Genetics: The backbone of vertebrate genome research
April 29, 2021
A collection of the most complete and highest quality genomes for 16 vertebrate species reported to date is presented in a paper in Nature this week. The study is part of a collection of papers being published in Nature and Nature Communications from the Vertebrate Genomes Project, which aims to assemble high-quality genomes for all known living vertebrate species. These genomes could help to address fundamental questions in biology, medicine and biodiversity conservation.
Reference genomes offer insights into the functions of genomes and allow comparisons between species. However, there are some gaps in our knowledge, because first-generation sequencing and assembly techniques were costly, labour-intensive and slow, and the following second-generation short-read sequencing technologies (while being cheaper and faster) generated more fragmented assemblies owing to the use of shorter sequencing reads that made it hard to correctly piece together the genome. Technological developments, including — but not limited to — the availability of long-read sequencing technologies, have made it possible to overcome these issues. An overview paper in Nature describes the evaluation of approaches for assembling highly accurate and nearly complete reference genomes, and their application to a select group of species that represent various orders of vertebrate species.
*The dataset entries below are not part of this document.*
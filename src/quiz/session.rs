use rand::seq::SliceRandom;
use rand::Rng;
use serde::{Deserialize, Serialize};
use tracing::{debug, instrument};

use super::{
    bank::QuizBank,
    models::{Question, QuizBundle},
};
use crate::scoring::GENERATED_SESSION_REWARD;
use crate::shared::AppError;

pub const GLOBAL_SESSION_PREFIX: &str = "session-";
pub const JOURNEY_SESSION_PREFIX: &str = "journey-";

pub const GLOBAL_SESSION_TITLE: &str = "Défi Global Otaku";
pub const JOURNEY_SESSION_TITLE: &str = "Parcours Otaku";

pub const GLOBAL_SESSION_SIZE: usize = 30;
pub const JOURNEY_BUNDLE_COUNT: usize = 5;
pub const JOURNEY_QUESTIONS_PER_BUNDLE: usize = 6;

/// One franchise stop of a journey session
#[derive(Debug, Clone, PartialEq, Serialize, Deserialize)]
#[serde(rename_all = "camelCase")]
pub struct RoadmapSegment {
    pub quiz_id: String,
    pub title: String,
    pub question_count: usize,
}

/// A playable quiz session; never stored server-side
#[derive(Debug, Clone, PartialEq, Serialize, Deserialize)]
#[serde(rename_all = "camelCase")]
pub struct Session {
    pub id: String,
    pub title: String,
    pub questions: Vec<Question>,
    pub xp_reward: u32,
    #[serde(default, skip_serializing_if = "Option::is_none")]
    pub roadmap: Option<Vec<RoadmapSegment>>,
}

#[derive(Debug, Clone, Copy, PartialEq, Eq)]
pub enum SessionKind {
    Single,
    Global,
    Journey,
}

impl SessionKind {
    pub fn of(session_id: &str) -> Self {
        if session_id.starts_with(GLOBAL_SESSION_PREFIX) {
            SessionKind::Global
        } else if session_id.starts_with(JOURNEY_SESSION_PREFIX) {
            SessionKind::Journey
        } else {
            SessionKind::Single
        }
    }

    /// Generated sessions have no stable identity of their own
    pub fn is_generated(self) -> bool {
        !matches!(self, SessionKind::Single)
    }
}

impl From<QuizBundle> for Session {
    fn from(bundle: QuizBundle) -> Self {
        Session {
            id: bundle.id,
            title: bundle.title,
            questions: bundle.questions,
            xp_reward: bundle.xp_reward,
            roadmap: None,
        }
    }
}

impl Session {
    pub fn kind(&self) -> SessionKind {
        SessionKind::of(&self.id)
    }

    pub fn question_count(&self) -> usize {
        self.questions.len()
    }
}

/// Builds sessions out of the quiz bank
pub struct SessionEngine<'a> {
    bank: &'a QuizBank,
}

impl<'a> SessionEngine<'a> {
    pub fn new(bank: &'a QuizBank) -> Self {
        Self { bank }
    }

    /// Exactly one bundle, questions in bank order
    pub fn single(&self, quiz_id: &str) -> Result<Session, AppError> {
        let bundle = self.bank.find(quiz_id)?;
        Ok(Session::from(bundle.clone()))
    }

    /// Up to 30 questions drawn uniformly from the whole bank
    #[instrument(skip(self, rng))]
    pub fn global<R: Rng + ?Sized>(&self, rng: &mut R, now_ms: i64) -> Session {
        let mut pool = self.bank.question_pool();
        pool.shuffle(rng);
        pool.truncate(GLOBAL_SESSION_SIZE);

        debug!(questions = pool.len(), "Generated global session");

        Session {
            id: format!("{}{}", GLOBAL_SESSION_PREFIX, now_ms),
            title: GLOBAL_SESSION_TITLE.to_string(),
            questions: pool,
            xp_reward: GENERATED_SESSION_REWARD,
            roadmap: None,
        }
    }

    /// Up to 5 random bundles, up to 6 random questions each, grouped per bundle
    #[instrument(skip(self, rng))]
    pub fn journey<R: Rng + ?Sized>(&self, rng: &mut R, now_ms: i64) -> Session {
        let mut bundles: Vec<_> = self.bank.bundles().iter().collect();
        bundles.shuffle(rng);
        bundles.truncate(JOURNEY_BUNDLE_COUNT);

        let mut questions = Vec::new();
        let mut roadmap = Vec::with_capacity(bundles.len());

        for bundle in bundles {
            let mut picked: Vec<Question> =
                bundle.questions.iter().map(|q| q.tagged(bundle)).collect();
            picked.shuffle(rng);
            picked.truncate(JOURNEY_QUESTIONS_PER_BUNDLE);

            roadmap.push(RoadmapSegment {
                quiz_id: bundle.id.clone(),
                title: bundle.title.clone(),
                question_count: picked.len(),
            });
            questions.extend(picked);
        }

        debug!(
            segments = roadmap.len(),
            questions = questions.len(),
            "Generated journey session"
        );

        Session {
            id: format!("{}{}", JOURNEY_SESSION_PREFIX, now_ms),
            title: JOURNEY_SESSION_TITLE.to_string(),
            questions,
            xp_reward: GENERATED_SESSION_REWARD,
            roadmap: Some(roadmap),
        }
    }
}
// Library crate for the otaku arena server and client
// This file exposes the public API for the binary and integration tests

pub mod cache;
pub mod catalog;
pub mod client;
pub mod config;
pub mod quiz;
pub mod routes;
pub mod scoring;
pub mod shared;
pub mod user;
pub mod vote;

// Re-export commonly used types for easier access in tests
pub use config::{Config, ConfigError};
pub use quiz::{QuizBank, Session};
pub use routes::build_router;
pub use shared::{AppError, AppState};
Multiple genome sequencing and assembly approaches were first evaluated in one species, the Anna’s hummingbird, Erich Jarvis and colleagues report. They then applied the best-performing method to a further 15 species that represent the major vertebrate classes, including mammals and birds (such as the platypus and zebra finch, respectively) and reptiles, amphibians and fish. The optimized approach confirms that longer sequence reads maximize genome quality and the resulting assemblies correct substantial errors that were seen in earlier reference genomes. The improved genomes reveal genes and even whole chromosomes that were missing from previous references. These findings offer new insights into genome evolution.
Moving forward, the Vertebrate Genomes Project approach described here will continue to be optimized. The ultimate goal is to produce at least one high-quality, near error-free and gapless reference genome for each of the 71,657 known living vertebrate species.